The Julia Programming Language
https://julialang.org/
MIT License
45.75k stars 5.49k forks source link

`reduce` does not re-associate operations #48129

Open mikmoore opened 1 year ago

mikmoore commented 1 year ago

reduce misses the opportunity to re-associate operations when given NTuple arguments. This has performance impacts on notable functions such as sum(::NTuple). One can use @fastmath to permit re-association in some cases, but I'm never a fan of suggesting @fastmath to people.

julia> using BenchmarkTools

julia> x = ntuple(_->randn(), 16);

julia> @btime sum($x)
  5.700 ns (0 allocations: 0 bytes)
-2.8324452894507908

julia> @btime @fastmath(reduce(+,$x))
  3.100 ns (0 allocations: 0 bytes)
-2.8324452894507903

You can see the lack of vectorization by comparing code_native(sum,Tuple{NTuple{16,Float64}};debuginfo=:none) to the SIMDing version code_native(x->@fastmath(reduce(+,x)),Tuple{NTuple{16,Float64}};debuginfo=:none).
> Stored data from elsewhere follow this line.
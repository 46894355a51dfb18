//! Saving, exporting and restoring designs.

use super::{DesignerSession, FALLBACK_COLOR};
use crate::capture::encode_png;
use crate::history::HistoryManager;
use crate::pricing::Quote;
use crate::serialization::SceneDocument;
use crate::transition::{TransitionOutcome, TransitionRequest, TransitionToken};
use crate::variant_store::{StoredScenes, VariantStateStore};
use chrono::{DateTime, Utc};
use garmentkit_core::{
    CaptureError, DesignEvent, DesignerEvent, DeserializationError, Side, Variant,
};
use garmentkit_settings::ConfigResult;
use image::RgbaImage;
use serde::{Deserialize, Serialize};
use std::collections::BTreeMap;
use std::io::{Cursor, Write};
use std::path::Path;
use thiserror::Error;
use zip::write::SimpleFileOptions;
use zip::{CompressionMethod, ZipWriter};

/// Current session snapshot format.
pub const SNAPSHOT_VERSION: u32 = 1;

/// Captures of one garment, per side. Sides without artwork are `None`.
#[derive(Debug, Clone, Default)]
pub struct SavedImages {
    /// Full mockup of the front: garment photo with the design on top.
    pub front: Option<RgbaImage>,
    pub back: Option<RgbaImage>,
    /// Transparent design-only layer of the front.
    pub front_mask: Option<RgbaImage>,
    pub back_mask: Option<RgbaImage>,
}

impl SavedImages {
    fn slot_mut(&mut self, side: Side) -> (&mut Option<RgbaImage>, &mut Option<RgbaImage>) {
        match side {
            Side::Front => (&mut self.front, &mut self.front_mask),
            Side::Back => (&mut self.back, &mut self.back_mask),
        }
    }

    fn slot(&self, side: Side) -> (Option<&RgbaImage>, Option<&RgbaImage>) {
        match side {
            Side::Front => (self.front.as_ref(), self.front_mask.as_ref()),
            Side::Back => (self.back.as_ref(), self.back_mask.as_ref()),
        }
    }
}

/// Result of [`DesignerSession::save_design`].
#[derive(Debug, Clone)]
pub struct SavedDesign {
    pub garment: String,
    pub images: SavedImages,
    /// `None` blocks checkout: nothing is printed.
    pub price: Option<Quote>,
}

impl SavedDesign {
    /// Sides with a captured image, front first.
    pub fn sides(&self) -> Vec<Side> {
        Side::ALL
            .into_iter()
            .filter(|side| self.images.slot(*side).0.is_some())
            .collect()
    }
}

/// Failure to write or read a session snapshot.
#[derive(Debug, Error)]
pub enum SnapshotError {
    #[error("I/O error: {0}")]
    Io(#[from] std::io::Error),

    #[error("Invalid snapshot JSON: {0}")]
    Json(#[from] serde_json::Error),

    #[error("Unsupported snapshot version {found} (supported up to {supported})")]
    UnsupportedVersion { found: u32, supported: u32 },

    #[error("Snapshot scene for '{garment}' is unusable: {source}")]
    Scene {
        garment: String,
        #[source]
        source: DeserializationError,
    },

    #[error("Snapshot selects unknown garment type '{0}'")]
    UnknownGarment(String),
}

/// Everything needed to resume a session: the selection and every stored
/// scene. History is not part of it.
#[derive(Debug, Clone, PartialEq, Serialize, Deserialize)]
pub struct SessionSnapshot {
    pub version: u32,
    pub saved_at: DateTime<Utc>,
    pub variant: Variant,
    #[serde(default)]
    pub scenes: BTreeMap<String, StoredScenes>,
}

impl SessionSnapshot {
    pub fn to_json(&self) -> Result<String, SnapshotError> {
        Ok(serde_json::to_string_pretty(self)?)
    }

    pub fn from_json(json: &str) -> Result<Self, SnapshotError> {
        let snapshot: Self = serde_json::from_str(json)?;
        if snapshot.version == 0 || snapshot.version > SNAPSHOT_VERSION {
            return Err(SnapshotError::UnsupportedVersion {
                found: snapshot.version,
                supported: SNAPSHOT_VERSION,
            });
        }
        for (garment, scenes) in &snapshot.scenes {
            for doc in [&scenes.front, &scenes.back].into_iter().flatten() {
                doc.check_version().map_err(|source| SnapshotError::Scene {
                    garment: garment.clone(),
                    source,
                })?;
            }
        }
        Ok(snapshot)
    }

    /// Write the snapshot as pretty JSON.
    pub fn save_to_file(&self, path: &Path) -> Result<(), SnapshotError> {
        if let Some(parent) = path.parent() {
            if !parent.as_os_str().is_empty() {
                std::fs::create_dir_all(parent)?;
            }
        }
        std::fs::write(path, self.to_json()?)?;
        Ok(())
    }

    pub fn load_from_file(path: &Path) -> Result<Self, SnapshotError> {
        let json = std::fs::read_to_string(path)?;
        Self::from_json(&json)
    }

    /// Garment types with artwork on at least one side.
    pub fn designed_garments(&self) -> Vec<&str> {
        self.scenes
            .iter()
            .filter(|(_, scenes)| {
                [&scenes.front, &scenes.back]
                    .into_iter()
                    .flatten()
                    .any(SceneDocument::has_content)
            })
            .map(|(garment, _)| garment.as_str())
            .collect()
    }
}

impl DesignerSession {
    /// Capture every side of the selected garment that has artwork, at the
    /// configured export scale.
    ///
    /// Sides are brought onto the canvas in turn, starting with the one on
    /// screen, and the starting side is shown again afterwards, also when a
    /// capture fails. If the user switches variant while this runs, the save
    /// stops with [`CaptureError::Interrupted`] and leaves the user's choice
    /// alone.
    pub async fn save_design(&self) -> Result<SavedDesign, CaptureError> {
        self.save_design_at(self.capture.settings().export_scale).await
    }

    /// [`DesignerSession::save_design`] with output pixels per canvas pixel
    /// chosen by the caller.
    pub async fn save_design_at(&self, scale: f32) -> Result<SavedDesign, CaptureError> {
        self.commit_now();
        let start = self.variant();
        let garment = start.garment.clone();

        let mut issued: Option<TransitionToken> = None;
        let captured = self.capture_sides(&start, scale, &mut issued).await;

        let returned = match (&captured, issued) {
            (Err(CaptureError::Interrupted), _) | (_, None) => Ok(()),
            (_, Some(_)) => self.show_for_capture(&start, &mut issued).await,
        };
        let images = captured?;
        returned?;

        let price = self.quote_for(&garment);
        let saved = SavedDesign {
            garment,
            images,
            price,
        };
        tracing::info!(
            "Saved design for '{}' ({} sides)",
            saved.garment,
            saved.sides().len()
        );
        self.events
            .publish(DesignerEvent::Design(DesignEvent::Saved {
                garment: saved.garment.clone(),
                sides: saved.sides(),
                subtotal: price.map(|q| q.subtotal),
            }));
        Ok(saved)
    }

    async fn capture_sides(
        &self,
        start: &Variant,
        scale: f32,
        issued: &mut Option<TransitionToken>,
    ) -> Result<SavedImages, CaptureError> {
        let mut images = SavedImages::default();
        for side in [start.side, start.side.other()] {
            if !self.side_has_content(&start.garment, side) {
                continue;
            }
            self.show_for_capture(&start.with_side(side), issued).await?;

            let mut canvas = self.canvas.borrow_mut();
            let fonts = self.fonts.borrow();
            let full = self.capture.capture_full_mockup(&mut canvas, &fonts, scale)?;
            let design = self.capture.capture_design_only(&mut canvas, &fonts, scale)?;
            let (full_slot, mask_slot) = images.slot_mut(side);
            *full_slot = Some(full);
            *mask_slot = Some(design);
            tracing::debug!("Captured {}/{}", start.garment, side.as_str());
        }
        Ok(images)
    }

    /// Make `target` the installed variant unless it already is.
    async fn show_for_capture(
        &self,
        target: &Variant,
        issued: &mut Option<TransitionToken>,
    ) -> Result<(), CaptureError> {
        if let Some(token) = *issued {
            if self.transitions.latest() != token {
                tracing::info!("Save interrupted by a newer variant change");
                return Err(CaptureError::Interrupted);
            }
        }
        if self.canvas_variant() == Some(target.key()) && self.variant() == *target {
            return Ok(());
        }
        let outcome = self
            .run_transition(TransitionRequest::navigate(target.clone()))
            .await;
        *issued = Some(outcome.token());
        if !outcome.is_completed() {
            tracing::info!("Save interrupted by a newer variant change");
            return Err(CaptureError::Interrupted);
        }
        Ok(())
    }

    /// Save the design and pack its PNGs into a zip archive laid out as
    /// `<side>/fullMockup.png` and `<side>/designOnly.png`.
    pub async fn export_archive(&self) -> Result<Vec<u8>, CaptureError> {
        let design = self.save_design().await?;
        let archive = |e: zip::result::ZipError| CaptureError::Archive {
            reason: e.to_string(),
        };

        let mut writer = ZipWriter::new(Cursor::new(Vec::new()));
        let options = SimpleFileOptions::default().compression_method(CompressionMethod::Deflated);
        let mut files = 0;
        for side in Side::ALL {
            let (full, design_only) = design.images.slot(side);
            for (name, image) in [("fullMockup.png", full), ("designOnly.png", design_only)] {
                let Some(image) = image else {
                    continue;
                };
                let png = encode_png(image)?;
                writer
                    .start_file(format!("{}/{}", side.as_str(), name), options)
                    .map_err(archive)?;
                writer
                    .write_all(&png)
                    .map_err(|e| CaptureError::Archive {
                        reason: e.to_string(),
                    })?;
                files += 1;
            }
        }
        let bytes = writer.finish().map_err(archive)?.into_inner();

        tracing::info!("Exported {} files ({} bytes)", files, bytes.len());
        self.events
            .publish(DesignerEvent::Design(DesignEvent::Exported { files }));
        Ok(bytes)
    }

    /// Replace a garment's stored scenes with previously saved ones and show
    /// the currently selected side of it. History of the garment restarts.
    pub async fn restore_design(
        &self,
        garment: &str,
        front: Option<SceneDocument>,
        back: Option<SceneDocument>,
    ) -> ConfigResult<TransitionOutcome> {
        let spec = self.config.garment(garment)?;
        self.commit_now();

        let current = self.variant();
        let color = if current.garment == garment {
            current.color.clone()
        } else {
            spec.default_color().unwrap_or(FALLBACK_COLOR).to_string()
        };
        let target = Variant::new(garment, color, current.side);

        {
            let mut store = self.store.borrow_mut();
            store.reset_garment(garment, &mut self.history.borrow_mut());
            if let Some(doc) = front {
                store.set(garment, Side::Front, doc);
            }
            if let Some(doc) = back {
                store.set(garment, Side::Back, doc);
            }
        }
        tracing::info!("Restoring saved design for '{}'", garment);
        Ok(self.run_transition(TransitionRequest::reload(target)).await)
    }

    /// Forget both sides of a garment along with their history. The canvas
    /// is rebuilt empty when the garment is on screen.
    pub async fn reset_garment(&self, garment: &str) -> Option<TransitionOutcome> {
        self.debouncer.cancel();
        self.store
            .borrow_mut()
            .reset_garment(garment, &mut self.history.borrow_mut());
        self.events
            .publish(DesignerEvent::Design(DesignEvent::Reset {
                garment: garment.to_string(),
            }));

        let current = self.variant();
        if current.garment != garment {
            return None;
        }
        Some(self.run_transition(TransitionRequest::reload(current)).await)
    }

    /// Snapshot of the selection and all stored scenes, live canvas included.
    pub fn snapshot(&self) -> SessionSnapshot {
        self.commit_now();
        SessionSnapshot {
            version: SNAPSHOT_VERSION,
            saved_at: Utc::now(),
            variant: self.variant(),
            scenes: self.store.borrow().to_stored(),
        }
    }

    /// Write every stored side of every garment to `path`.
    pub fn save_snapshot(&self, path: &Path) -> Result<(), SnapshotError> {
        let snapshot = self.snapshot();
        snapshot.save_to_file(path)?;
        tracing::info!("Session snapshot written to {}", path.display());
        Ok(())
    }

    /// Replace every stored scene with the snapshot's and show its variant.
    /// History starts over.
    pub async fn restore_snapshot(
        &self,
        snapshot: SessionSnapshot,
    ) -> Result<TransitionOutcome, SnapshotError> {
        if self.config.garment(&snapshot.variant.garment).is_err() {
            return Err(SnapshotError::UnknownGarment(snapshot.variant.garment));
        }
        self.debouncer.cancel();
        *self.store.borrow_mut() = VariantStateStore::from_stored(snapshot.scenes);
        *self.history.borrow_mut() = HistoryManager::new(self.config.designer.history_limit);
        tracing::info!(
            "Restoring snapshot from {} on {}",
            snapshot.saved_at,
            snapshot.variant.key()
        );
        Ok(self
            .run_transition(TransitionRequest::reload(snapshot.variant))
            .await)
    }

    /// Replace the stored scenes with those in `path` and reload the current variant.
    pub async fn load_snapshot(&self, path: &Path) -> Result<TransitionOutcome, SnapshotError> {
        let snapshot = SessionSnapshot::load_from_file(path)?;
        self.restore_snapshot(snapshot).await
    }
}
Methods like sum(::Vector) already do re-associate (with performance and accuracy benefits).

mikmoore commented 1 year ago

I was shortsighted in limiting this discussion to tuples. Unsurprisingly, it also applies to Array with nonstandard reduction functions. Taken from this Discourse thread:

julia> x = rand(512);

julia> @btime reduce((x,y) -> x<y ? x : y, $x, init=Inf)
  395.203 ns (0 allocations: 0 bytes)
0.0004658392690449764

julia> @btime reduce((x,y) -> @fastmath(x < y) ? x : y, $x, init=Inf)
  33.046 ns (0 allocations: 0 bytes)
0.0004658392690449764
gbaraldi commented 1 year ago

@fastmath removes extra checks, so the comparison isn't perfectly fair, but we should allow it anyway.

mikmoore commented 1 year ago

The speedups in both examples are purely due to re-association. There aren't any extra checks involved and the core functionality is implemented using native x86-64 instructions (vaddsd/vaddpd for +, vminsd/vminpd for x<y ? x : y) . The only differences are SIMD and (in the Vector case) unrolling in the re-associated versions.

But yes, all the extra transformations that @fastmath could enable in other situations (e.g., used with min) are why this should be standalone functionality in reduce.